The supposed second Mini 2 debut was bared by an order page from Target.com, which included the definite release date along with the iOS 7 tablet's product description. The scoop, according to CNET, was first picked up by Apple-centric site MacRumors.
Noting that the launch date set by U.S. retail giant Target is a Thursday, the report indicated that the timing makes a lot of sense as Apple normally pushes out its latest devices on Fridays.
And if the tech giant really wants to heap giant sales numbers on the account of the new iPad Mini, issuing it a few days before the much-awaited Black Friday sales galore is definitely a huge boost.
Apple, however, is silent on the matter. In introducing the upgraded iOS compact tablet last week, Apple CEO Tim Cook merely flagged a vague time frame for the slate's actual rollout, saying it will hit store shelves later in November 2013.
Yet a new report from Taiwan's DigiTimes suggest that wait could be a little longer, probably way into December.
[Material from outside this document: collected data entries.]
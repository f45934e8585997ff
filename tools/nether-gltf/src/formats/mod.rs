//! On-disk form of the intermediate assets
//!
//! Every description is written as pretty JSON; a packed mesh additionally
//! writes its combined buffer next to it as raw bytes.

use anyhow::{Context, Result};
use serde::Serialize;
use std::fs::File;
use std::io::{BufWriter, Write};
use std::path::{Path, PathBuf};

use crate::mesh::PackedMesh;

pub const MESH_EXTENSION: &str = "mesh.json";
pub const BUFFER_EXTENSION: &str = "bin";
pub const SKELETON_EXTENSION: &str = "skeleton.json";
pub const ANIMATION_EXTENSION: &str = "anim.json";
pub const SCENE_EXTENSION: &str = "scene.json";

/// Write `value` as pretty JSON followed by a newline
pub fn write_json<W: Write, T: Serialize>(w: &mut W, value: &T) -> Result<()> {
    serde_json::to_writer_pretty(&mut *w, value)?;
    w.write_all(b"\n")?;
    Ok(())
}

pub fn write_json_file<T: Serialize>(path: &Path, value: &T) -> Result<()> {
    let file = File::create(path).with_context(|| format!("Failed to create {:?}", path))?;
    let mut w = BufWriter::new(file);
    write_json(&mut w, value)?;
    w.flush()?;
    Ok(())
}

/// `<stem>.<extension>`, where `stem` keeps any directory part
pub fn output_path(stem: &Path, extension: &str) -> PathBuf {
    let mut path = stem.as_os_str().to_owned();
    path.push(".");
    path.push(extension);
    PathBuf::from(path)
}

/// Write `<stem>.mesh.json` and `<stem>.bin`, returning both paths
pub fn write_packed_mesh(stem: &Path, packed: &PackedMesh) -> Result<(PathBuf, PathBuf)> {
    let json_path = output_path(stem, MESH_EXTENSION);
    let bin_path = output_path(stem, BUFFER_EXTENSION);

    write_json_file(&json_path, &packed.mesh)?;
    std::fs::write(&bin_path, &packed.data)
        .with_context(|| format!("Failed to write {:?}", bin_path))?;

    Ok((json_path, bin_path))
}
//! Conversion session over one loaded document
//!
//! Everything cross-referenced between sub-assets (parent and skin-root
//! tables, socket mappings, processed geometry) is derived once when the
//! converter is built. The `create_*` calls only read that state, so they can
//! be made in any order.

use crate::animation::{synthesize_animation, AnimationClip};
use crate::config::ConverterOptions;
use crate::diagnostics::{DiagnosticKind, Logger, LoggerExt, TracingLogger};
use crate::document::schema::SUPPORTED_EXTENSIONS;
use crate::document::Document;
use crate::error::{ConvertError, Result};
use crate::geometry::{process_mesh, DefaultGeometryOps, DracoDecoder, ExtractContext, GeometryOps, ProcessedMesh};
use crate::hierarchy::Hierarchy;
use crate::material::{build_material, MaterialDesc};
use crate::mesh::{pack_mesh, PackedMesh};
use crate::scene::{build_scene, SceneGraph};
use crate::skeleton::{build_skeleton, SkeletonStruct};

/// Collaborators and options for a [`GltfConverter`]
pub struct ConverterBuilder {
    options: ConverterOptions,
    logger: Box<dyn Logger>,
    ops: Box<dyn GeometryOps>,
    draco: Option<Box<dyn DracoDecoder>>,
}

impl Default for ConverterBuilder {
    fn default() -> Self {
        Self {
            options: ConverterOptions::default(),
            logger: Box::new(TracingLogger),
            ops: Box::new(DefaultGeometryOps),
            draco: None,
        }
    }
}

impl ConverterBuilder {
    pub fn options(mut self, options: ConverterOptions) -> Self {
        self.options = options;
        self
    }

    pub fn logger(mut self, logger: impl Logger + 'static) -> Self {
        self.logger = Box::new(logger);
        self
    }

    pub fn geometry_ops(mut self, ops: impl GeometryOps + 'static) -> Self {
        self.ops = Box::new(ops);
        self
    }

    pub fn draco_decoder(mut self, decoder: impl DracoDecoder + 'static) -> Self {
        self.draco = Some(Box::new(decoder));
        self
    }

    /// Validate options, resolve the hierarchy and extract every mesh
    pub fn build(self, document: Document) -> Result<GltfConverter> {
        self.options.validate()?;
        let logger = self.logger.as_ref();

        check_extensions(&document, logger);

        let hierarchy = Hierarchy::build(&document, self.options.promote_single_root_node, logger)?;

        let ctx = ExtractContext {
            document: &document,
            options: &self.options,
            logger,
            ops: self.ops.as_ref(),
            draco: self.draco.as_deref(),
        };
        let meshes = (0..document.gltf().meshes.len())
            .map(|index| process_mesh(&ctx, index))
            .collect::<Result<Vec<_>>>()?;

        tracing::debug!(
            nodes = hierarchy.node_count(),
            meshes = meshes.len(),
            sockets = hierarchy.sockets().len(),
            "converter ready"
        );

        Ok(GltfConverter {
            document,
            options: self.options,
            logger: self.logger,
            hierarchy,
            meshes,
        })
    }
}

fn check_extensions(document: &Document, logger: &dyn Logger) {
    let gltf = document.gltf();
    let supported = |name: &str| SUPPORTED_EXTENSIONS.contains(&name);

    for name in &gltf.extensions_required {
        if !supported(name.as_str()) {
            logger.error(
                Some(DiagnosticKind::UnsupportedExtension),
                format!("required extension {name} is not supported"),
            );
        }
    }
    for name in &gltf.extensions_used {
        if !supported(name.as_str()) && !gltf.extensions_required.contains(name) {
            logger.warn(
                DiagnosticKind::UnsupportedExtension,
                format!("extension {name} is not supported and will be ignored"),
            );
        }
    }
}

/// A glTF document with its derived state, ready to produce sub-assets
pub struct GltfConverter {
    document: Document,
    options: ConverterOptions,
    logger: Box<dyn Logger>,
    hierarchy: Hierarchy,
    meshes: Vec<ProcessedMesh>,
}

impl GltfConverter {
    pub fn builder() -> ConverterBuilder {
        ConverterBuilder::default()
    }

    /// Build with default collaborators, logging through `tracing`
    pub fn new(document: Document, options: ConverterOptions) -> Result<Self> {
        Self::builder().options(options).build(document)
    }

    pub fn document(&self) -> &Document {
        &self.document
    }

    pub fn options(&self) -> &ConverterOptions {
        &self.options
    }

    pub fn hierarchy(&self) -> &Hierarchy {
        &self.hierarchy
    }

    pub fn processed_mesh(&self, index: usize) -> Result<&ProcessedMesh> {
        self.meshes
            .get(index)
            .ok_or_else(|| ConvertError::out_of_range("mesh", index))
    }

    pub fn create_mesh(&self, index: usize) -> Result<PackedMesh> {
        let processed = self.processed_mesh(index)?;
        let weights = self.document.mesh(index)?.weights.as_deref();
        Ok(pack_mesh(processed, &self.options, weights))
    }

    pub fn create_skeleton(&self, index: usize) -> Result<SkeletonStruct> {
        build_skeleton(&self.document, &self.hierarchy, index)
    }

    pub fn create_animation(&self, index: usize) -> Result<AnimationClip> {
        synthesize_animation(
            &self.document,
            &self.hierarchy,
            &self.meshes,
            index,
            self.options.animation_sample_rate,
            self.logger.as_ref(),
        )
    }

    pub fn create_scene(&self, index: usize) -> Result<SceneGraph> {
        build_scene(&self.document, &self.hierarchy, index)
    }

    pub fn create_material(&self, index: usize) -> Result<MaterialDesc> {
        build_material(&self.document, index, self.logger.as_ref())
    }
}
Production is being blamed for the delay as one of Apple's iPad Mini contractors, Sharp Display, is reportedly grappling with Retina production issues.
"The availability of the iPad mini with Retina display may not be enough to meet market demand because Sharp's supply of 7.9-inch Retina display panels based on its Oxide TFT process is seeing low yield rates," said the Asian publication on its report.
To put into perspective how the Sharp production problems would impact on the Mini 2's global distribution, DigiTimes noted that Apple had awarded some 40 per cent of its iPad Mini display panel requirements to the Japanese company.
In light of the brewing supply shortage despite the Mini 2's seemingly confirmed Nov availability, some experts if it is prudent for consumers to hold out for the smaller iOS 7 tablet or get instead the iPad Air, which comes out this week.
At 9.7-inch, it has a bigger screen but due to major makeover implemented by Apple on its original full-sized tablet, the new build is significantly thinner, lighter and sexier from the first four generations.
In order for tablet shoppers to be guided on what is the best choice between the Retina iPad Mini and the iPad Air, Kevin Purcell of Gotta Be Mobile offered his brief pros and cons below:
§ Book reading - the Mini works best for text-only e-books but to really appreciate graphics like charts, drawings and pictures the Air is the better deal.
§ Magazines - the Air gets the advantage on this considering the size factor of the electronic and glossy publication.
§ Gaming - for gamers, it is a matter of taste. Some would want a bigger screen but for others, a moderate size would suffice.
§ Office work - obviously the Air form-factor delivers a better productivity option, with or without keyboard accessories.
§ Watching videos - same as gaming, preference is the deciding factor in this department. Some would want upsize viewing others would be happy to go a bit smaller for extra portability.
The price for the base model iPad Mini 2 starts at $400 while the iPad Air can be had for $500.